*** DATA EXCERPTS ***
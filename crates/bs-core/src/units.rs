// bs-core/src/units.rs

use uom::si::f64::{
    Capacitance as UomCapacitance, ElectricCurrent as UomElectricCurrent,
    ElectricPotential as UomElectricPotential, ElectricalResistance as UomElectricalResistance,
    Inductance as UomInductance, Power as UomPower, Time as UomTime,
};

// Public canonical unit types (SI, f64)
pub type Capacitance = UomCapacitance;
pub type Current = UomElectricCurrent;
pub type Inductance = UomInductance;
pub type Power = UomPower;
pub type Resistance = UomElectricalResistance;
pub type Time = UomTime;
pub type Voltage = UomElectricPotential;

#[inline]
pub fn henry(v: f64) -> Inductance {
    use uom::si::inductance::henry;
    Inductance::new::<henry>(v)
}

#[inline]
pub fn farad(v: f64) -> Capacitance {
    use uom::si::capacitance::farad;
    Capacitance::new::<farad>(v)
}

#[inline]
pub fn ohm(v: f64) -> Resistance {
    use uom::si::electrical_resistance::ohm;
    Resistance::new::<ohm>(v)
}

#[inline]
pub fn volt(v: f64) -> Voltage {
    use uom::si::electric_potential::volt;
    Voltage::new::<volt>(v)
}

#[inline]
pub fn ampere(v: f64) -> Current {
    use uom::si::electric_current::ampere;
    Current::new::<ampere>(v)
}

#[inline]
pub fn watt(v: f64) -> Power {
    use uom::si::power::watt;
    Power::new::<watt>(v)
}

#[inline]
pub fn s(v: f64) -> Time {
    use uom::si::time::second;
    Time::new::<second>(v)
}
***
*** DATA EXCERPTS ***
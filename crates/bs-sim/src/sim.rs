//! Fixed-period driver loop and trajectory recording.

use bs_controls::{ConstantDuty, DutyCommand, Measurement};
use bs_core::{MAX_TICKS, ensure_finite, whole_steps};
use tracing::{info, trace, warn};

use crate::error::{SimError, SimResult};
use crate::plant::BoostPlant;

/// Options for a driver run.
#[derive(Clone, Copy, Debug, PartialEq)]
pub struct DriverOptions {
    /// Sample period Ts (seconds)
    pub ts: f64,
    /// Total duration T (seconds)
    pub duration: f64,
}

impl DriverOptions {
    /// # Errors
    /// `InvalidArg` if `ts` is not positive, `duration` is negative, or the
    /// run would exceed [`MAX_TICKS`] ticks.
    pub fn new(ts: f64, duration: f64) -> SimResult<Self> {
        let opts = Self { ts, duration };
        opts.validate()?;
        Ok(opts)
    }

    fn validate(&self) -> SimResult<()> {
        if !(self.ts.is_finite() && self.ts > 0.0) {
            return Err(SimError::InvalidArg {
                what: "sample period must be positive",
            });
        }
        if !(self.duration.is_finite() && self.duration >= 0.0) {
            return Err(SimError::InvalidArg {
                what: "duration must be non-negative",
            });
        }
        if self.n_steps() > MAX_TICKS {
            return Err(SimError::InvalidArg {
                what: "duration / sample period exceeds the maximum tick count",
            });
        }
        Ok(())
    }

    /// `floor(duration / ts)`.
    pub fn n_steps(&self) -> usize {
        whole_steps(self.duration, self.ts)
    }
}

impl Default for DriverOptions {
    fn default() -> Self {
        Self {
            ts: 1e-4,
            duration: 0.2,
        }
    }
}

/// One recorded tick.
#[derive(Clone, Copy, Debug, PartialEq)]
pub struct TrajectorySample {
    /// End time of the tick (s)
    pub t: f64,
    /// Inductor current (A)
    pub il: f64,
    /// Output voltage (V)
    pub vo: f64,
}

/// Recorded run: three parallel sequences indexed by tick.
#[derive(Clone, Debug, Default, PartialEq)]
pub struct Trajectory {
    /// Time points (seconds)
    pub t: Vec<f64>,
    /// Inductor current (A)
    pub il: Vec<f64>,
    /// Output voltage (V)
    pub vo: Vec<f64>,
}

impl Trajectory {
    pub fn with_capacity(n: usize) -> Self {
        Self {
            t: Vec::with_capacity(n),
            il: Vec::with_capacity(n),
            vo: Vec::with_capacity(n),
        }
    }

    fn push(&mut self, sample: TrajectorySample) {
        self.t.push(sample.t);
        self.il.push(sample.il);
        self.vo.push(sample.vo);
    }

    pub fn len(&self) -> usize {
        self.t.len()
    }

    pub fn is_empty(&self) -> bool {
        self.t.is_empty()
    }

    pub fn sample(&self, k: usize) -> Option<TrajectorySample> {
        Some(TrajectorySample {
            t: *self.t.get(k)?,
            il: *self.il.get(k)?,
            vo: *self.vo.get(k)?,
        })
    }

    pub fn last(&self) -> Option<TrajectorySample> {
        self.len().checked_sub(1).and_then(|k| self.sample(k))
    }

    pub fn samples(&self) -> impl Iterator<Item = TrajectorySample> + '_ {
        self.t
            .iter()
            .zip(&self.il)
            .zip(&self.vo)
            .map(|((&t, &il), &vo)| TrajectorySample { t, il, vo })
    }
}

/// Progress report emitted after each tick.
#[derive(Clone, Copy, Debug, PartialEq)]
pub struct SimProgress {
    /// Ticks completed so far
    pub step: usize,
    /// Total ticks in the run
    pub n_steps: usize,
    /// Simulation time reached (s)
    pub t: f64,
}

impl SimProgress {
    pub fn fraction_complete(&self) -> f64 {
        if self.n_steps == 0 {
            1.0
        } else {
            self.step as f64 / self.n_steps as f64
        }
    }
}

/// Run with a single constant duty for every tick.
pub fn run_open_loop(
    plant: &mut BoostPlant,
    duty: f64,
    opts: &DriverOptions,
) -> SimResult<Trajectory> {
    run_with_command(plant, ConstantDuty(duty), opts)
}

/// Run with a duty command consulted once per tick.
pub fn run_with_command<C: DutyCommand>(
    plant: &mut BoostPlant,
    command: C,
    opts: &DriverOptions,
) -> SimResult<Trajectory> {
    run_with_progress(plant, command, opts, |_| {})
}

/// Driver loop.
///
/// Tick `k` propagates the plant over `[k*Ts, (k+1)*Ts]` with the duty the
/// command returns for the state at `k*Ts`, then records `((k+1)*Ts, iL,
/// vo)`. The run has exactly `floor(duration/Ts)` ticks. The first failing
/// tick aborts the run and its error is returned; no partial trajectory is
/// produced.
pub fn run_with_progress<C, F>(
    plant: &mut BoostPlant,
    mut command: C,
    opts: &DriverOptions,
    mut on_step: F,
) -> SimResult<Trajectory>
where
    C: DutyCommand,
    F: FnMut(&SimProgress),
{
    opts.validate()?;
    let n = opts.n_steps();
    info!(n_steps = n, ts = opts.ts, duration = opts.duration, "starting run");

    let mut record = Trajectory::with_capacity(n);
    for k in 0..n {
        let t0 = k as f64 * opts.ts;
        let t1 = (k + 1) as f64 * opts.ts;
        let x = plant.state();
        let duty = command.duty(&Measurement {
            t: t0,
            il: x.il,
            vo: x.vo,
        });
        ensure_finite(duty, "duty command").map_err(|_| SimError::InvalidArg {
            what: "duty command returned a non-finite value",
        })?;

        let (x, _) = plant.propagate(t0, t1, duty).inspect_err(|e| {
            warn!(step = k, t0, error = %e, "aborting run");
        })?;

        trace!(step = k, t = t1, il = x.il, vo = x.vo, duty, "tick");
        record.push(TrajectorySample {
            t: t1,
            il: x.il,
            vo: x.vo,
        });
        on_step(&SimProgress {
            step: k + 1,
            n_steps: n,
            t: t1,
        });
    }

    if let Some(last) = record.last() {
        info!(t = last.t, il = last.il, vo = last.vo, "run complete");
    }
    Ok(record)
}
***
» TASK BRIEF
Leave out every line above except those from the line with "filename crates/bs-core/src/units.rs" up to and including the line with "pub fn volt(v: f64)", and copy those exactly.

» TASK RESULT
filename crates/bs-core/src/units.rs
// bs-core/src/units.rs

use uom::si::f64::{
    Capacitance as UomCapacitance, ElectricCurrent as UomElectricCurrent,
    ElectricPotential as UomElectricPotential, ElectricalResistance as UomElectricalResistance,
    Inductance as UomInductance, Power as UomPower, Time as UomTime,
};

// Public canonical unit types (SI, f64)
pub type Capacitance = UomCapacitance;
pub type Current = UomElectricCurrent;
pub type Inductance = UomInductance;
pub type Power = UomPower;
pub type Resistance = UomElectricalResistance;
pub type Time = UomTime;
pub type Voltage = UomElectricPotential;

#[inline]
pub fn henry(v: f64) -> Inductance {
    use uom::si::inductance::henry;
    Inductance::new::<henry>(v)
}

#[inline]
pub fn farad(v: f64) -> Capacitance {
    use uom::si::capacitance::farad;
    Capacitance::new::<farad>(v)
}

#[inline]
pub fn ohm(v: f64) -> Resistance {
    use uom::si::electrical_resistance::ohm;
    Resistance::new::<ohm>(v)
}

#[inline]
pub fn volt(v: f64) -> Voltage {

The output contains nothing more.